A avaliação da gravidade do autismo, atualmente, foca exclusivamente nos dois domínios de sintomas centrais: comunicação social e padrões de comportamento e interesses restritos ou repetitivos. O Manual Diagnóstico e Estatístico de Transtornos Mentais (DSM-5) baseia-se unicamente nesses critérios para determinar os três níveis de gravidade do autismo, que variam de “requerendo apoio” a “requerendo apoio muito substancial”. No entanto, esta abordagem é incompleta, pois falha em capturar o impacto total do autismo na vida diária e no bem-estar de um indivíduo, devido à presença de outras condições coexistentes, recursos ambientais e necessidades de apoio.

É crucial adotar uma visão mais abrangente que reconheça a heterogeneidade e as múltiplas dimensões do Transtorno do Espectro Autista (TEA). A gravidade do autismo não é estática e pode mudar ao longo da vida de uma pessoa. Estudos mostram que uma porcentagem significativa de indivíduos pode apresentar mudanças na gravidade dos sintomas. A diminuição da gravidade é mais comum durante os anos pré-escolares , e fatores como inteligência dentro da faixa normal e desenvolvimento rápido da linguagem estão associados a uma redução na gravidade dos sintomas.
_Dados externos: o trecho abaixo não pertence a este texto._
// Copyright Exograph, Inc. All rights reserved.
//
// Use of this software is governed by the Business Source License
// included in the LICENSE file at the root of this repository.
//
// As of the Change Date specified in that file, in accordance with
// the Business Source License, use of this software will be governed
// by the Apache License, Version 2.0.

//! Bridges strongly-typed field resolvers to the dynamic invocation contract of a GraphQL
//! execution engine.
//!
//! A field registers its arguments ([ArgumentDeclarations]) and a resolver through a
//! [PropertyBuilder]. The result is an [InvocationAdapter] exposed to the engine as a
//! [FunctionWrapper]: the engine reads the argument descriptor to validate incoming queries, then
//! calls [FunctionWrapper::invoke] with a positional argument vector (receiver, context, then one
//! value per declared argument). The adapter maps that vector back to names and hands the
//! resolver a [ResolveScope] with typed access to its arguments.

mod adapter;
mod argument_type;
mod declaration;
mod error;
mod function_wrapper;
mod property;
mod scope;
mod type_descriptor;

pub use adapter::InvocationAdapter;
pub use argument_type::{FromArgument, InputType};
pub use declaration::{Arg, ArgumentDeclaration, ArgumentDeclarations, validate_name};
pub use error::{
    ArgumentError, BoxError, DeclarationError, FieldError, InvocationError, UnsupportedOperation,
};
pub use function_wrapper::{
    CONTEXT_SLOT, CONTEXT_TYPE, FunctionSignature, FunctionWrapper, InvocationArg, Subscriber,
};
pub use property::{PropertyBuilder, PropertyDefinition};
pub use scope::{BoundArgument, ResolveScope};
pub use type_descriptor::TypeDescriptor;
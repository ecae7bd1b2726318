// Copyright Exograph, Inc. All rights reserved.
//
// Use of this software is governed by the Business Source License
// included in the LICENSE file at the root of this repository.
//
// As of the Change Date specified in that file, in accordance with
// the Business Source License, use of this software will be governed
// by the Apache License, Version 2.0.

use bytes::Bytes;
use http::StatusCode;
use serde_json::Value;

pub trait RequestPayload {
    fn get_head(&self) -> &(dyn RequestHead + Send + Sync);
    fn take_body(&mut self) -> Value;
}

/// Represents a HTTP request from which information can be extracted
pub trait RequestHead {
    // return all header values that have the following key
    fn get_headers(&self, key: &str) -> Vec<String>;

    // return the first header
    fn get_header(&self, key: &str) -> Option<String> {
        self.get_headers(&key.to_lowercase()).first().cloned()
    }

    fn get_path(&self) -> String;

    fn get_method(&self) -> http::Method;
}

#[derive(Debug, Clone, Default)]
pub struct Headers {
    inner: Vec<(String, String)>,
}

impl Headers {
    pub fn new() -> Self {
        Self { inner: vec![] }
    }

    pub fn from_vec(vec: Vec<(String, String)>) -> Self {
        Self {
            inner: vec
                .into_iter()
                .map(|(key, value)| (key.to_lowercase(), value))
                .collect(),
        }
    }

    pub fn get(&self, key: &str) -> Option<String> {
        let key = key.to_lowercase();
        self.inner
            .iter()
            .find(|(k, _)| k == &key)
            .map(|(_, v)| v.clone())
    }

    pub fn insert(&mut self, key: String, value: String) {
        self.inner.push((key.to_lowercase(), value));
    }
}

impl IntoIterator for Headers {
    type Item = (String, String);
    type IntoIter = std::vec::IntoIter<(String, String)>;

    fn into_iter(self) -> Self::IntoIter {
        self.inner.into_iter()
    }
}

#[derive(Debug)]
pub struct ResponsePayload {
    pub body: ResponseBody,
    pub headers: Headers,
    pub status_code: StatusCode,
}

#[derive(Debug, PartialEq)]
pub enum ResponseBody {
    Bytes(Vec<u8>),
    None,
}

/// A request backed by the `http` crate types, for servers that hand us an `http::Request`.
pub struct HttpRequestPayload {
    head: http::request::Parts,
    body: Value,
}

impl HttpRequestPayload {
    /// A body that is not valid JSON is kept as `Value::Null`; routers treat that as a bad
    /// request.
    pub fn new(request: http::Request<Bytes>) -> Self {
        let (head, body) = request.into_parts();
        let body = serde_json::from_slice(&body).unwrap_or(Value::Null);
        Self { head, body }
    }
}

impl RequestPayload for HttpRequestPayload {
    fn get_head(&self) -> &(dyn RequestHead + Send + Sync) {
        &self.head
    }

    fn take_body(&mut self) -> Value {
        self.body.take()
    }
}

impl RequestHead for http::request::Parts {
    fn get_headers(&self, key: &str) -> Vec<String> {
        self.headers
            .get_all(key)
            .iter()
            .filter_map(|value| value.to_str().ok().map(str::to_string))
            .collect()
    }

    fn get_path(&self) -> String {
        self.uri.path().to_string()
    }

    fn get_method(&self) -> http::Method {
        self.method.clone()
    }
}

pub fn strip_leading_slash(path: &str) -> String {
    path.strip_prefix('/').unwrap_or(path).to_string()
}

#[cfg(test)]
mod tests {
    use super::*;

    #[test]
    fn http_request_payload() {
        let request = http::Request::post("/graphql?x=1")
            .header("X-Tenant", "a")
            .header("x-tenant", "b")
            .body(Bytes::from_static(br#"{"query": "{ a }"}"#))
            .unwrap();
        let mut payload = HttpRequestPayload::new(request);

        let head = payload.get_head();
        assert_eq!(head.get_path(), "/graphql");
        assert_eq!(head.get_method(), http::Method::POST);
        assert_eq!(head.get_headers("x-tenant"), vec!["a", "b"]);
        assert_eq!(head.get_header("X-TENANT").as_deref(), Some("a"));

        assert_eq!(payload.take_body(), serde_json::json!({"query": "{ a }"}));
        assert_eq!(payload.take_body(), Value::Null);
    }

    #[test]
    fn malformed_body_is_null() {
        let request = http::Request::post("/graphql")
            .body(Bytes::from_static(b"not json"))
            .unwrap();
        let mut payload = HttpRequestPayload::new(request);

        assert_eq!(payload.take_body(), Value::Null);
    }

    #[test]
    fn header_keys_are_case_insensitive() {
        let mut headers = Headers::from_vec(vec![("Content-Type".into(), "text/html".into())]);
        headers.insert("Cache-Control".into(), "no-cache".into());

        assert_eq!(headers.get("content-type").as_deref(), Some("text/html"));
        assert_eq!(headers.get("CACHE-CONTROL").as_deref(), Some("no-cache"));
    }
}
Em contraste, viver em bairros de baixa renda ou ter pais com menor nível educacional pode estar associado a um aumento da gravidade ao longo do tempo.

A avaliação da gravidade deve incluir, para além dos sintomas centrais, as comorbidades médicas, de desenvolvimento e psicológicas, como deficiência intelectual, problemas de linguagem, ansiedade, depressão e epilepsia. Estas condições adicionais podem influenciar de forma significativa a manifestação dos sintomas centrais e a forma como o autismo impacta o funcionamento na vida diária. Uma abordagem multidimensional permite identificar subgrupos significativos de indivíduos, como aqueles com “autismo profundo” , que se caracterizam por alta gravidade dos sintomas, deficiência intelectual coexistente, pouca ou nenhuma linguagem e necessidade de cuidados a longo prazo. Por outro lado, indivíduos sem deficiência intelectual e com habilidades de linguagem intactas podem ter uma qualidade de vida não reduzida e talentos impressionantes em áreas como memória e sistematização, embora ainda enfrentem desafios.

A proposta de um sistema de classificação multidimensional, similar ao utilizado para deficiência intelectual, seria benéfica para a caracterização clínica e para a pesquisa. Esse sistema consideraria não apenas a gravidade dos sintomas, mas também a inteligência, o comportamento adaptativo, a saúde, a participação social e os contextos pessoais e ambientais. Essa visão holística é essencial para determinar as necessidades e os pontos fortes individuais, planejar intervenções, atribuir apoio adequado e, em última análise, melhorar a qualidade de vida e o bem-estar dos indivíduos no espectro autista.